Editorial: Abortion law provisions for doctor punishments could lead to fewer OB-GYNs

The (Fort Wayne) Journal Gazette

Earlier this month, an anti-abortion group filed suit in Marion County Superior Court to regain access to abortion records no longer released by the Indiana Department of Health.

State officials stopped releasing monthly individual Terminated Pregnancy Reports out of concern the information could indirectly identify women getting the procedure. But that’s of little worry to Voices for Life, a grassroots organization fighting abortion.

The South Bend-based organization is more interested in holding doctors and hospitals accountable for performing abortions.

“Accessing these reports has always been about evaluating provider compliance with Indiana abortion law,” said Melanie Garcia Lyon, executive director of Voices for Life, during a news conference May 1. “If this were truly a privacy concern, the health department could easily redact info on these reports. But this isn’t about protecting women’s privacy. This is about protecting dangerous abortion providers from public scrutiny and allowing them to continue to operate without consequences for legal action.

Indiana’s near-total abortion ban, which took effect in August 2023, provides a few, narrow exceptions. Abortions are only allowed if a woman’s health or life is at risk; if there’s a lethal fetal anomaly up to 20 weeks post-fertilization; and in cases of rape or incest, but only up to 10 weeks.

A small section of Indiana’s ban mandates the license revocation of a doctor who performs an unlawful abortion, now a Level 5 felony, which carries a prison term of between one and six years and a fine of up to $10,000. Voices for Life has requested and reviewed individual Terminated Pregnancy Reports since 2022, Lyon said, and has submitted complaints about 701 cases of suspected illegal activity gleaned from such reports.

Terminated Pregnancy Reports contain the age, education and marital status of the woman, the date of the abortion, gestational age of the fetus, race and ethnicity of the woman, as well as the city and county where the abortion occurred. The state health department stopped releasing the reports in December, and Public Access Counselor Luke Britt found they could be “reverse-engineered to identify patients — especially in smaller communities.”

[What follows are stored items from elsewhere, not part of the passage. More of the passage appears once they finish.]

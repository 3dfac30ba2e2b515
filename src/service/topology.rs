// Copyright (c) 2025 - Cowboy AI, Inc.
//! Topology Service Layer
//!
//! Async facade over the synchronous [`TopologyRegistry`].
//!
//! ```text
//! Request → Service → spawn_blocking → Registry (one transaction)
//!                                          ↓
//!                                       commit
//!                                          ↓
//!                              broadcast TopologyEvent
//! ```
//!
//! # Transaction Semantics
//!
//! Each service method is exactly one registry transaction. A `Conflict`
//! (another writer holds the store) is retried with a short linear backoff;
//! every other failure is returned as is. Events are only published after
//! the transaction committed.

use async_trait::async_trait;
use std::sync::Arc;
use std::time::Duration;
use tokio::sync::broadcast;
use tracing::{debug, warn};
use uuid::Uuid;

use crate::cascade::RenameOutcome;
use crate::domain::{Cidr, Entity, EntityId, EntityPatch, NewEntity, RenameTarget};
use crate::errors::{TopologyError, TopologyResult};
use crate::events::TopologyEvent;
use crate::registry::TopologyRegistry;

/// Base delay between conflict retries
const RETRY_BACKOFF: Duration = Duration::from_millis(25);

/// Service layer result type
pub type ServiceResult<T> = Result<T, ServiceError>;

/// Service layer errors
#[derive(Debug, thiserror::Error)]
pub enum ServiceError {
    /// Registry rejected the operation
    #[error("Registry error: {0}")]
    Registry(#[from] TopologyError),

    /// Blocking task panicked or was cancelled
    #[error("Task join error: {0}")]
    TaskJoin(String),
}

impl ServiceError {
    pub fn is_retryable(&self) -> bool {
        matches!(self, ServiceError::Registry(err) if err.is_retryable())
    }

    /// Underlying registry error, if any
    pub fn registry_error(&self) -> Option<&TopologyError> {
        match self {
            ServiceError::Registry(err) => Some(err),
            ServiceError::TaskJoin(_) => None,
        }
    }
}

/// Topology service trait
///
/// Defines the application service interface exposed to REST/CLI
/// collaborators. `correlation_id` is copied into the emitted event.
#[async_trait]
pub trait TopologyService: Send + Sync {
    /// Create an entity; its id is computed from parent and discriminants
    async fn create_entity(&self, request: NewEntity, correlation_id: Uuid) -> ServiceResult<Entity>;

    /// Rename or re-parent an entity, returning its new id
    async fn rename_entity(
        &self,
        id: EntityId,
        target: RenameTarget,
        correlation_id: Uuid,
    ) -> ServiceResult<EntityId>;

    /// Set pointer fields or replace defaults
    async fn update_entity(
        &self,
        id: EntityId,
        patch: EntityPatch,
        correlation_id: Uuid,
    ) -> ServiceResult<Entity>;

    /// Delete an entity without dependents
    async fn delete_entity(&self, id: EntityId, correlation_id: Uuid) -> ServiceResult<Entity>;

    /// Allocate the next free block of a network as a named subnet
    async fn allocate_subnet(
        &self,
        network_id: EntityId,
        additional_mask_bits: u8,
        name: String,
        correlation_id: Uuid,
    ) -> ServiceResult<Cidr>;

    /// Look up an entity by id
    async fn get_entity(&self, id: EntityId) -> ServiceResult<Option<Entity>>;

    /// Direct children of an entity, ordered by id
    async fn children(&self, id: EntityId) -> ServiceResult<Vec<Entity>>;
}

/// Registry-backed topology service
#[derive(Clone)]
pub struct RegistryService {
    registry: Arc<TopologyRegistry>,
    events: broadcast::Sender<TopologyEvent>,
    conflict_retries: u32,
}

impl RegistryService {
    pub fn new(registry: TopologyRegistry) -> Self {
        let capacity = registry.config().event_capacity.max(1);
        let conflict_retries = registry.config().conflict_retries;
        let (events, _) = broadcast::channel(capacity);

        Self {
            registry: Arc::new(registry),
            events,
            conflict_retries,
        }
    }

    /// Receive every event published after this call
    pub fn subscribe(&self) -> broadcast::Receiver<TopologyEvent> {
        self.events.subscribe()
    }

    pub fn registry(&self) -> &TopologyRegistry {
        &self.registry
    }

    /// Run a registry call on the blocking pool, retrying conflicts
    async fn run<T, F>(&self, operation: &'static str, call: F) -> ServiceResult<T>
    where
        F: Fn(&TopologyRegistry) -> TopologyResult<T> + Clone + Send + 'static,
        T: Send + 'static,
    {
        let mut attempt: u32 = 0;
        loop {
            let registry = Arc::clone(&self.registry);
            let attempt_call = call.clone();
            let result = tokio::task::spawn_blocking(move || attempt_call(&registry))
                .await
                .map_err(|e| ServiceError::TaskJoin(e.to_string()))?;

            match result {
                Err(err) if err.is_retryable() && attempt < self.conflict_retries => {
                    attempt += 1;
                    warn!(operation, attempt, error = %err, "Retrying conflicting write");
                    tokio::time::sleep(RETRY_BACKOFF * attempt).await;
                }
                result => return Ok(result?),
            }
        }
    }

    fn publish(&self, event: TopologyEvent) {
        let name = event.event_type_name().to_string();
        if self.events.send(event).is_err() {
            debug!(event = %name, "No event subscribers");
        }
    }
}

#[async_trait]
impl TopologyService for RegistryService {
    async fn create_entity(&self, request: NewEntity, correlation_id: Uuid) -> ServiceResult<Entity> {
        let entity = self
            .run("create_entity", move |registry| {
                registry.create_entity(request.clone())
            })
            .await?;

        self.publish(TopologyEvent::created(entity.clone(), correlation_id));
        Ok(entity)
    }

    async fn rename_entity(
        &self,
        id: EntityId,
        target: RenameTarget,
        correlation_id: Uuid,
    ) -> ServiceResult<EntityId> {
        let outcome: RenameOutcome = self
            .run("rename_entity", move |registry| {
                registry.rename_entity(&id, target.clone())
            })
            .await?;

        let new_id = outcome.new_id.clone();
        if !outcome.is_noop() {
            self.publish(TopologyEvent::renamed(outcome, correlation_id));
        }
        Ok(new_id)
    }

    async fn update_entity(
        &self,
        id: EntityId,
        patch: EntityPatch,
        correlation_id: Uuid,
    ) -> ServiceResult<Entity> {
        let entity = self
            .run("update_entity", move |registry| {
                registry.update_entity(&id, patch.clone())
            })
            .await?;

        self.publish(TopologyEvent::updated(entity.clone(), correlation_id));
        Ok(entity)
    }

    async fn delete_entity(&self, id: EntityId, correlation_id: Uuid) -> ServiceResult<Entity> {
        let entity = self
            .run("delete_entity", move |registry| registry.delete_entity(&id))
            .await?;

        self.publish(TopologyEvent::deleted(entity.entity_ref(), correlation_id));
        Ok(entity)
    }

    async fn allocate_subnet(
        &self,
        network_id: EntityId,
        additional_mask_bits: u8,
        name: String,
        correlation_id: Uuid,
    ) -> ServiceResult<Cidr> {
        let network = network_id.clone();
        let subnet = self
            .run("allocate_subnet", move |registry| {
                registry.allocate_subnet(&network, additional_mask_bits, &name)
            })
            .await?;

        let cidr = subnet.cidr.ok_or_else(|| {
            TopologyError::IntegrityViolation(format!("allocated subnet {} has no CIDR", subnet.id))
        })?;
        self.publish(TopologyEvent::subnet_allocated(network_id, cidr, subnet, correlation_id));
        Ok(cidr)
    }

    async fn get_entity(&self, id: EntityId) -> ServiceResult<Option<Entity>> {
        self.run("get_entity", move |registry| registry.get_entity(&id))
            .await
    }

    async fn children(&self, id: EntityId) -> ServiceResult<Vec<Entity>> {
        self.run("children", move |registry| registry.children(&id))
            .await
    }
}
// Copyright (c) 2025 - Cowboy AI, Inc.
//! Property-Based Tests Module

mod cascade_completeness;
mod identifier_codec;
mod subnet_allocation;
use crate::cli::open_activator;
use crate::Result;
use colored::Colorize;

pub fn run(module: &str) -> Result<()> {
    let mut activator = open_activator()?;

    if !activator.has_install(module, true) {
        println!(
            "{}",
            format!("Module [{}] is not installed.", module).yellow()
        );
        return Ok(());
    }

    if activator.has_status(module, false) {
        println!(
            "{}",
            format!("Module [{}] is already disabled.", module).bright_black()
        );
        return Ok(());
    }

    activator.disable(module)?;
    println!("{}", format!("Module [{}] disabled.", module).green());

    Ok(())
}
//! Project configuration for the modctl CLI
//!
//! Read from `modctl.toml` at the project root when present. Every field
//! has a default, so the file is optional and may be partial.

use crate::{Context, Result};
use serde::{Deserialize, Serialize};
use std::path::{Path, PathBuf};
use std::time::Duration;

/// Top-level configuration
#[derive(Debug, Clone, Default, Serialize, Deserialize)]
pub struct Config {
    #[serde(default)]
    pub statuses: StatusesConfig,

    #[serde(default)]
    pub cache: CacheConfig,
}

/// Where the module statuses live
#[derive(Debug, Clone, Serialize, Deserialize)]
pub struct StatusesConfig {
    /// Statuses file path, relative to the project root
    #[serde(default = "default_statuses_file")]
    pub file: PathBuf,
}

/// Cache wiring for the status map
#[derive(Debug, Clone, Serialize, Deserialize)]
pub struct CacheConfig {
    /// Bypass the cache entirely when false
    #[serde(default)]
    pub enabled: bool,

    /// Cache namespace for the status map snapshot
    #[serde(default = "default_cache_key")]
    pub key: String,

    /// Entry lifetime in seconds
    #[serde(default = "default_cache_lifetime")]
    pub lifetime: u64,

    /// Cache directory, relative to the project root
    #[serde(default = "default_cache_dir")]
    pub dir: PathBuf,
}

fn default_statuses_file() -> PathBuf {
    PathBuf::from(".modctl/modules_statuses.json")
}

fn default_cache_key() -> String {
    "modctl-statuses".to_string()
}

fn default_cache_lifetime() -> u64 {
    60
}

fn default_cache_dir() -> PathBuf {
    PathBuf::from(".modctl/cache")
}

impl Default for StatusesConfig {
    fn default() -> Self {
        Self {
            file: default_statuses_file(),
        }
    }
}

impl Default for CacheConfig {
    fn default() -> Self {
        Self {
            enabled: false,
            key: default_cache_key(),
            lifetime: default_cache_lifetime(),
            dir: default_cache_dir(),
        }
    }
}

impl Config {
    pub const FILE_NAME: &'static str = "modctl.toml";

    /// Load configuration from `modctl.toml` under `project_root`,
    /// falling back to defaults when the file is absent
    pub fn load(project_root: &Path) -> Result<Self> {
        let path = project_root.join(Self::FILE_NAME);
        if !path.exists() {
            return Ok(Self::default());
        }

        let content = std::fs::read_to_string(&path)
            .with_context(|| format!("Failed to read {}", path.display()))?;
        let config = toml::from_str(&content)
            .with_context(|| format!("Failed to parse {}", path.display()))?;

        Ok(config)
    }

    /// Absolute statuses file path for a project root
    pub fn statuses_file(&self, project_root: &Path) -> PathBuf {
        project_root.join(&self.statuses.file)
    }

    /// Absolute cache directory for a project root
    pub fn cache_dir(&self, project_root: &Path) -> PathBuf {
        project_root.join(&self.cache.dir)
    }

    /// Cache entry lifetime as a duration
    pub fn cache_ttl(&self) -> Duration {
        Duration::from_secs(self.cache.lifetime)
    }
}

#[cfg(test)]
mod tests {
    use super::*;
    use tempfile::TempDir;

    #[test]
    fn test_missing_file_yields_defaults() {
        let temp = TempDir::new().unwrap();

        let config = Config::load(temp.path()).unwrap();

        assert_eq!(
            config.statuses.file,
            PathBuf::from(".modctl/modules_statuses.json")
        );
        assert!(!config.cache.enabled);
        assert_eq!(config.cache.key, "modctl-statuses");
        assert_eq!(config.cache.lifetime, 60);
    }

    #[test]
    fn test_partial_file_keeps_defaults_for_the_rest() {
        let temp = TempDir::new().unwrap();
        std::fs::write(
            temp.path().join("modctl.toml"),
            "[cache]\nenabled = true\nlifetime = 5\n",
        )
        .unwrap();

        let config = Config::load(temp.path()).unwrap();

        assert!(config.cache.enabled);
        assert_eq!(config.cache.lifetime, 5);
        assert_eq!(config.cache.key, "modctl-statuses");
        assert_eq!(
            config.statuses.file,
            PathBuf::from(".modctl/modules_statuses.json")
        );
    }

    #[test]
    fn test_full_file_overrides_everything() {
        let temp = TempDir::new().unwrap();
        std::fs::write(
            temp.path().join("modctl.toml"),
            r#"
[statuses]
file = "state/modules.json"

[cache]
enabled = true
key = "my-app-modules"
lifetime = 120
dir = "state/cache"
"#,
        )
        .unwrap();

        let config = Config::load(temp.path()).unwrap();

        assert_eq!(
            config.statuses_file(temp.path()),
            temp.path().join("state/modules.json")
        );
        assert_eq!(config.cache_dir(temp.path()), temp.path().join("state/cache"));
        assert_eq!(config.cache.key, "my-app-modules");
        assert_eq!(config.cache_ttl(), Duration::from_secs(120));
    }

    #[test]
    fn test_malformed_file_is_an_error() {
        let temp = TempDir::new().unwrap();
        std::fs::write(temp.path().join("modctl.toml"), "not [ valid toml").unwrap();

        assert!(Config::load(temp.path()).is_err());
    }
}
//! Error types for the activation state layer

use crate::cache::CacheError;
use std::path::PathBuf;

/// Result type for activator operations
pub type ActivatorResult<T> = Result<T, ActivatorError>;

/// Errors raised by the status store and activator
#[derive(Debug, thiserror::Error)]
pub enum ActivatorError {
    /// Statuses file create/read/write/delete failure
    #[error("Failed to {action} statuses file {}: {source}", .path.display())]
    Io {
        action: &'static str,
        path: PathBuf,
        #[source]
        source: std::io::Error,
    },

    /// The statuses file exists but does not deserialize into a status map
    #[error("Statuses file {} is corrupt: {source}", .path.display())]
    CorruptState {
        path: PathBuf,
        #[source]
        source: serde_json::Error,
    },

    /// Cache backend failure; surfaced, never masked by a silent
    /// fallback to file reads
    #[error("Cache backend error: {0}")]
    Cache(#[from] CacheError),
}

He agreed with the health department that the required quarterly reports should suffice in terms of satisfying any disclosure and transparency considerations. Britt also said the records, created by doctors, fall under the provider-patient relationship as medical records.

Last month, Indiana Attorney General Todd Rokita issued a non-binding opinion saying terminated pregnancy reports are public records. He issued the opinion in response to a request from Huntington Republican Sen. Andy Zay.

“I think for an agency like the Department of Health to arbitrarily just stop doing a statutorily required report is not the way government is intended to work,” Zay told The Journal Gazette. “So my question to the attorney general was, can they just stop doing a report that is statutorily required in the state of Indiana? And he responded with his ruling that they couldn’t.”

Chris Daley, executive director of the American Civil Liberties Union of Indiana, told The Journal Gazette that doctors and hospitals are under enormous scrutiny and risk of liability in every state that has limited women’s access to abortion, and intimidation of physicians is not an unintended consequence. He said scaring doctors away from providing abortion care, even when it’s legal and needed to save the life of the mother, is their goal.

Aimee West, vice president of Women 4Change Indiana, worries deciding which abortion cases qualify for a medical exception can be a career-jeopardizing judgment call for Hoosier doctors.

“The number of physicians who are going into the obstetrics and gynecology field have drastically reduced,” she told The Journal Gazette. “They take the Hippocratic oath to do everything they can to save lives, but their oath and saving a woman’s life is at odds with the law now.”

By including penalties for doctors who perform abortions, state lawmakers have created a potential crisis around access to a medical procedure that could lead to fewer OB-GYNs in Indiana. Given the makeup of the Statehouse, legislation striking the section of state law mandating those penalties is improbable.

Until Hoosiers who support the right to an abortion vote their values, it will be difficult for doctors and hospitals to ensure the protections that exist in the new abortion law, let alone the restoration of the right to reproductive freedom in Indiana.